Nous avons en effet relevé un exemple particulièrement frappant de prise n’ayant pas donné lieu à saisie. En effet, dans la séquence 8 nous sommes face à une prise très intéressante parce qu’elle a lieu hors du cours, lors d’une réunion avec tout le Centre Social : les femmes reparlent en groupe de leur visite à l’opéra, après avoir visionné des vidéos et des photographies. La situation de parole est donc censée être totalement libre, chacune pouvant intervenir pour donner ses impressions. Toutefois, l’habitude frontale de P1 l’amène à interroger certains apprenants et donc à reproduire une situation de classe :

Séquence 8 :
1 P1 et noir la couleur elle nous avait dit/ qu’est-ce que c’est/  
2 D1   c’était le.
3 D2   triste/
4 D3   non\
5 D4   non c’est pas triste
6 P1 ah c’est pas forcément la tristesse  
7 D4   non c’était XXX là..
8 P1 oui/  
9 D4   r- dans le[
10 P1 la nuit/ la nuit   
11 D4   la nuit oui
12 P1 le rêve/ hein/ parce qu’elle nous avait dit au début[  
13 M   moi j’ai dit. j’ai dit c’est comme une rêve\ elle m’a dit comment j’ai senti j’ai dit comme une rêve
14 P1 comme un rêve voilà\  
15 M   comme un rêve\ quand on rentre c’est comme un rêve
16 P1 c’est ça\  
17 M   et puis. euh. on sait pas [unnee] (= où on est)
18 P1 et oui\  
19 M   on est : dans un : noir. on voyait tout noir. les chaises tout ça. mais : c’est comme un. rêve
20 P1 oui voilà\ il voulait nous/ em-mener\  
21 D6   ouais. mais XXX on arrive pas à rentrer XX
22 P1 oui c’est ça (rire) Zédia/ qu’est-ce que vous avez t- vous souv- vous a- vous avez dit quelque chose l’autre jour là\  
  (…)    

On remarque en 15 et 19 une prise très forte de Mounia (« comme un rêve »), après une correction fort discrète mais néanmoins présente de P1, par ratification en 14. Lors de l’observation, cette prise nous avait frappée et nous avait amenée à relativiser notre refus de la correction immédiate : en effet, malgré la liberté de la production et la centration sur la communication, Mounia prend note de la correction d’une façon étonnante. Il est vrai que cette réaction est conditionnée par l’attitude de P1 qui guide la conversation et se place d’emblée en détentrice du savoir.

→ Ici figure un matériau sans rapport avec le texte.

use crate::ports::EventLogReader;
use std::sync::Arc;

pub struct GetRecentLogsUseCase {
    reader: Arc<dyn EventLogReader>,
}

impl GetRecentLogsUseCase {
    pub fn new(reader: Arc<dyn EventLogReader>) -> Self {
        Self { reader }
    }

    /// A non-positive `count`, or one past what the platform can address,
    /// returns the whole buffer.
    pub fn execute(&self, count: i64) -> Vec<String> {
        let limit = if count <= 0 {
            None
        } else {
            usize::try_from(count).ok()
        };
        self.reader.recent(limit)
    }
}
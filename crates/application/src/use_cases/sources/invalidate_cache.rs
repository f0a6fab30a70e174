use crate::ports::BlockFilterEnginePort;
use sinkhole_domain::DomainError;
use std::sync::Arc;
use tracing::info;

pub struct InvalidateCacheUseCase {
    engine: Arc<dyn BlockFilterEnginePort>,
}

impl InvalidateCacheUseCase {
    pub fn new(engine: Arc<dyn BlockFilterEnginePort>) -> Self {
        Self { engine }
    }

    pub async fn execute(&self) -> Result<(), DomainError> {
        self.engine.invalidate_cache().await?;
        info!("Blocklist download cache cleared");
        Ok(())
    }
}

Cependant, nous tenons à préciser que cette prise n’a pas donné lieu à saisie par Mounia. En effet, lors des cours suivants la réunion, nous avons été particulièrement attentive à ses interventions et nous avons pu constater, à deux reprises, qu’elle utilisait à nouveau la forme « comme une rêve ». Ce fait ne nous paraît pas étonnant, mais nous tenions à le préciser car il nous semble que prise et saisie sont très souvent confondues par certains enseignants. En effet, n’entend-on pas souvent, dans les classes, des remarques telles que « on l’a déjà vu », « je vous l’ai déjà dit », qui sonnent comme autant de reproches de ne pas avoir retenu la leçon ?

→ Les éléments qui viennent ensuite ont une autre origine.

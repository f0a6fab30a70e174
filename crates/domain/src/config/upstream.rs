use super::ConfigError;
use serde::{Deserialize, Serialize};
use std::fmt;
use std::net::{IpAddr, SocketAddr};
use std::str::FromStr;

pub const GOOGLE_DNS: SocketAddr = SocketAddr::new(IpAddr::V4(std::net::Ipv4Addr::new(8, 8, 8, 8)), 53);
pub const CLOUDFLARE_DNS: SocketAddr =
    SocketAddr::new(IpAddr::V4(std::net::Ipv4Addr::new(1, 1, 1, 1)), 53);

/// How the upstream resolver is chosen at startup.
#[derive(Debug, Clone, Copy, PartialEq, Eq, Deserialize, Serialize, Default)]
#[serde(rename_all = "lowercase")]
pub enum UpstreamStrategy {
    /// Reuse the resolver the system was configured with before takeover.
    Auto,
    /// 1.1.1.1
    Cloudflare,
    /// 8.8.8.8
    #[default]
    Google,
    /// `UpstreamConfig::custom`
    Custom,
}

impl UpstreamStrategy {
    /// Fixed address for the public resolver strategies.
    pub fn public_address(&self) -> Option<SocketAddr> {
        match self {
            UpstreamStrategy::Cloudflare => Some(CLOUDFLARE_DNS),
            UpstreamStrategy::Google => Some(GOOGLE_DNS),
            UpstreamStrategy::Auto | UpstreamStrategy::Custom => None,
        }
    }
}

impl fmt::Display for UpstreamStrategy {
    fn fmt(&self, f: &mut fmt::Formatter<'_>) -> fmt::Result {
        let name = match self {
            UpstreamStrategy::Auto => "auto",
            UpstreamStrategy::Cloudflare => "cloudflare",
            UpstreamStrategy::Google => "google",
            UpstreamStrategy::Custom => "custom",
        };
        f.write_str(name)
    }
}

impl FromStr for UpstreamStrategy {
    type Err = ConfigError;

    fn from_str(s: &str) -> Result<Self, Self::Err> {
        match s.to_ascii_lowercase().as_str() {
            "auto" => Ok(UpstreamStrategy::Auto),
            "cloudflare" => Ok(UpstreamStrategy::Cloudflare),
            "google" => Ok(UpstreamStrategy::Google),
            "custom" => Ok(UpstreamStrategy::Custom),
            other => Err(ConfigError::Validation(format!(
                "unknown upstream strategy '{}' (expected auto, cloudflare, google or custom)",
                other
            ))),
        }
    }
}

/// Upstream resolver configuration
#[derive(Debug, Clone, Deserialize, Serialize, PartialEq, Eq)]
pub struct UpstreamConfig {
    #[serde(default)]
    pub strategy: UpstreamStrategy,

    /// Operator-supplied resolver for the `custom` strategy: `ip` or `ip:port`.
    #[serde(default)]
    pub custom: Option<String>,

    /// Per-exchange timeout in milliseconds
    #[serde(default = "default_timeout_ms")]
    pub timeout_ms: u64,

    /// Share one upstream exchange between identical in-flight queries
    #[serde(default = "default_coalesce")]
    pub coalesce: bool,
}

fn default_timeout_ms() -> u64 {
    2000
}

fn default_coalesce() -> bool {
    true
}

impl Default for UpstreamConfig {
    fn default() -> Self {
        Self {
            strategy: UpstreamStrategy::default(),
            custom: None,
            timeout_ms: default_timeout_ms(),
            coalesce: default_coalesce(),
        }
    }
}

/// Parse `1.2.3.4`, `1.2.3.4:5353`, `::1` or `[::1]:5353`. Port defaults to 53.
pub fn parse_upstream_addr(value: &str) -> Result<SocketAddr, ConfigError> {
    let value = value.trim();
    if let Ok(addr) = SocketAddr::from_str(value) {
        return Ok(addr);
    }
    IpAddr::from_str(value)
        .map(|ip| SocketAddr::new(ip, 53))
        .map_err(|_| ConfigError::Validation(format!("invalid upstream address '{}'", value)))
}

Cette remarque nous permet ainsi de relativiser la notion de prise en correction automatique discrète. Il est en effet évident que toutes les prises, même si elles témoignent souvent d’un travail cognitif, n’amènent pas à saisie, et qu’il ne suffit pas à un apprenant de répéter la séquence correcte pour l’acquérir : une telle conception, proche du béhaviorisme, est en effet à mettre en doute dans l’enseignement. Bien plus, nous verrons ci-après que certaines prises peuvent être machinales ou contraintes, et que la correction immédiate comporte des dangers dont il y a lieu de tenir compte.